Conclusions and future work
Previous application of the YeATS suite to genomes [9, 10] and metagenomes [11] required a BLAST to the complete ’nt’ and ’nr’ databases. In the current work, smaller, yet comprehensive databases have been created to accelerate the identification of the saffron metagenome from the transcriptome obtained from saffron in Jammu and Kashmir [7]. Transcripts from the soybean mosaic virus was found abundantly expressed in all five tissues analyzed. Although, these viruses have been isolated from these plants (and the related species Iris) previously [18–22], recent studies have shown the threat posed by these viruses to saffron cultivation is seriously underestimated. Several bacterial and fungal genera incorporating known pathogen species have also been identified.
A search through the complete set of sequences known (through a program like BLAST) is ideal, but not time efficient. The search can be accelerated by creating smaller, but comprehensive, sequence databases. Such a ’divide and conquer’ strategy needs to account for the existence of homologous nucleotide sequences (and proteins) across the different trees of life. There are two methods for annotating a transcript – (a) through the nucleotide sequence or (b) through the amino acid sequence (assuming it is not a non-coding transcript). Annotation based on ORFs identifies transcripts that have no nucleotide sequence homology in the entire ’nt’ database, which occurs due to the redundancy in the codon table.
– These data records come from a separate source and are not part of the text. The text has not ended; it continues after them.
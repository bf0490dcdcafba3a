//! Bulk paste of side values

use std::sync::OnceLock;

use regex::Regex;

use crate::template::SideArray;

static SPACE_SEPARATED: OnceLock<Regex> = OnceLock::new();
static COMMA_SEPARATED: OnceLock<Regex> = OnceLock::new();

fn space_separated() -> &'static Regex {
    SPACE_SEPARATED.get_or_init(|| Regex::new(r"^(?:[0-9]+\s+)+[0-9]+$").expect("space paste regex"))
}

fn comma_separated() -> &'static Regex {
    COMMA_SEPARATED.get_or_init(|| Regex::new(r"^(?:[0-9]+\s*,\s*)+[0-9]+$").expect("comma paste regex"))
}

/// Which display row the paste cursor sits in.
///
/// Both rows show the same sides; the blue row counts up from index 0 and
/// the red row counts down from the last side.
#[derive(Debug, Clone, Copy, PartialEq, Eq)]
pub enum PasteAnchor {
    Blue,
    Red,
}

impl PasteAnchor {
    /// Side index under display position `cursor`
    pub fn side_index(&self, cursor: usize, side_count: usize) -> usize {
        match self {
            PasteAnchor::Blue => cursor,
            PasteAnchor::Red => side_count - 1 - cursor,
        }
    }

    fn step(&self) -> isize {
        match self {
            PasteAnchor::Blue => 1,
            PasteAnchor::Red => -1,
        }
    }
}

/// Recognize pasted text as a list of at least two integers.
///
/// Accepts `"1 2 3"` (any whitespace) or `"1, 2, 3"`. Anything else, including
/// a number too large for a side value, returns `None` so the host can fall
/// back to its normal paste.
pub fn parse_pasted_values(text: &str) -> Option<Vec<u32>> {
    let trimmed = text.trim();
    let parts: Vec<&str> = if space_separated().is_match(trimmed) {
        trimmed.split_whitespace().collect()
    } else if comma_separated().is_match(trimmed) {
        trimmed.split(',').map(str::trim).collect()
    } else {
        return None;
    };
    parts.into_iter().map(|p| p.parse::<u32>().ok()).collect()
}

/// Write `values` into `target` starting under the cursor.
///
/// Values that would land outside the side array are dropped. Returns the
/// number of sides written.
///
/// # Panics
/// If `cursor` is not below the side count.
pub fn apply_paste<S: SideArray>(target: &mut S, anchor: PasteAnchor, cursor: usize, values: &[u32]) -> usize {
    let count = target.side_count();
    assert!(cursor < count, "paste cursor {cursor} out of range for {count} sides");

    let start = anchor.side_index(cursor, count) as isize;
    let sides = target.sides_mut();
    let mut written = 0;
    for (i, &value) in values.iter().enumerate() {
        let index = start + i as isize * anchor.step();
        if (0..count as isize).contains(&index) {
            sides.set(index as usize, Some(value));
            written += 1;
        }
    }
    written
}
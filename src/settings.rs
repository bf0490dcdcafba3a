//! User preferences
//!
//! Persisted separately from templates, in LocalStorage on the web and as a
//! JSON file for native builds.

use serde::{Deserialize, Serialize};

use crate::consts::{DEFAULT_CHECKPOINT_DEPTH, DEFAULT_SIDE_COUNT, MAX_SIDE_COUNT, MIN_SIDE_COUNT};
use crate::editor::TemplateEditor;
use crate::template::{BitTemplate, SideArray};

/// Editor preferences
#[derive(Debug, Clone, PartialEq, Eq, Serialize, Deserialize)]
#[serde(default)]
pub struct Settings {
    /// Side count for new templates
    pub default_side_count: usize,
    /// Undo checkpoints kept per editor
    pub checkpoint_depth: usize,
    /// Re-run the decoder whenever the solver produces new amounts
    pub auto_decode: bool,
    /// Wrap input rows right-to-left
    pub right_to_left: bool,
}

impl Default for Settings {
    fn default() -> Self {
        Self {
            default_side_count: DEFAULT_SIDE_COUNT,
            checkpoint_depth: DEFAULT_CHECKPOINT_DEPTH,
            auto_decode: true,
            right_to_left: false,
        }
    }
}

impl Settings {
    /// Clamp values a hand-edited file may have pushed out of range
    pub fn sanitized(mut self) -> Self {
        self.default_side_count = self.default_side_count.clamp(MIN_SIDE_COUNT, MAX_SIDE_COUNT);
        self.checkpoint_depth = self.checkpoint_depth.max(1);
        self
    }

    /// Fresh template using the preferred side count
    pub fn new_template(&self) -> BitTemplate {
        let mut template = BitTemplate::new();
        if let Err(e) = template.set_side_count(self.default_side_count) {
            log::warn!("Ignoring default side count: {}", e);
        }
        template
    }

    /// Editor over `template` with the preferred undo depth
    pub fn editor<S: SideArray>(&self, template: S) -> TemplateEditor<S> {
        TemplateEditor::with_depth(template, self.checkpoint_depth)
    }

    /// LocalStorage key
    #[allow(dead_code)]
    const STORAGE_KEY: &'static str = "bit_template_settings";

    /// Load settings from LocalStorage (WASM only)
    #[cfg(target_arch = "wasm32")]
    pub fn load() -> Self {
        let storage = web_sys::window()
            .and_then(|w| w.local_storage().ok())
            .flatten();

        if let Some(storage) = storage {
            if let Ok(Some(json)) = storage.get_item(Self::STORAGE_KEY) {
                match serde_json::from_str::<Settings>(&json) {
                    Ok(settings) => {
                        log::info!("Loaded settings from LocalStorage");
                        return settings.sanitized();
                    }
                    Err(e) => log::warn!("Discarding unreadable settings: {}", e),
                }
            }
        }

        log::info!("Using default settings");
        Self::default()
    }

    /// Save settings to LocalStorage (WASM only)
    #[cfg(target_arch = "wasm32")]
    pub fn save(&self) {
        let storage = web_sys::window()
            .and_then(|w| w.local_storage().ok())
            .flatten();

        if let Some(storage) = storage {
            if let Ok(json) = serde_json::to_string(self) {
                let _ = storage.set_item(Self::STORAGE_KEY, &json);
                log::info!("Settings saved");
            }
        }
    }

    /// Load settings from a JSON file, falling back to defaults
    #[cfg(not(target_arch = "wasm32"))]
    pub fn load_from(path: &std::path::Path) -> Self {
        match std::fs::read_to_string(path) {
            Ok(json) => match serde_json::from_str::<Settings>(&json) {
                Ok(settings) => {
                    log::info!("Loaded settings from {}", path.display());
                    settings.sanitized()
                }
                Err(e) => {
                    log::warn!("Discarding unreadable settings {}: {}", path.display(), e);
                    Self::default()
                }
            },
            Err(_) => {
                log::info!("Using default settings");
                Self::default()
            }
        }
    }

    /// Save settings to a JSON file
    #[cfg(not(target_arch = "wasm32"))]
    pub fn save_to(&self, path: &std::path::Path) -> Result<(), crate::persistence::StoreError> {
        let json = serde_json::to_string_pretty(self)?;
        std::fs::write(path, json)?;
        log::info!("Settings saved to {}", path.display());
        Ok(())
    }
}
Finally, this work also highlights that the standard practice of excluding transcripts homologous to ribosomal RNA might exclude bona fide bacterial transcripts, in the absence of comparative analysis of the homology to different databases. While the current strategy of creating smaller, comprehensive subsets accelerates the annotation time as compared to YeATS, the existing flow still uses command-line BLAST to query the entire transcriptome with the sequence databases. A kmer based approach could accelerate this further, and will be added in a future release [34].
Competing interests
No competing interests were disclosed.
Grant information
The author(s) declared that no grants were involved in supporting this work.
Acknowledgements
I gratefully acknowledge Mridul Bhattacharjee and Nitin Salaye for logistic support.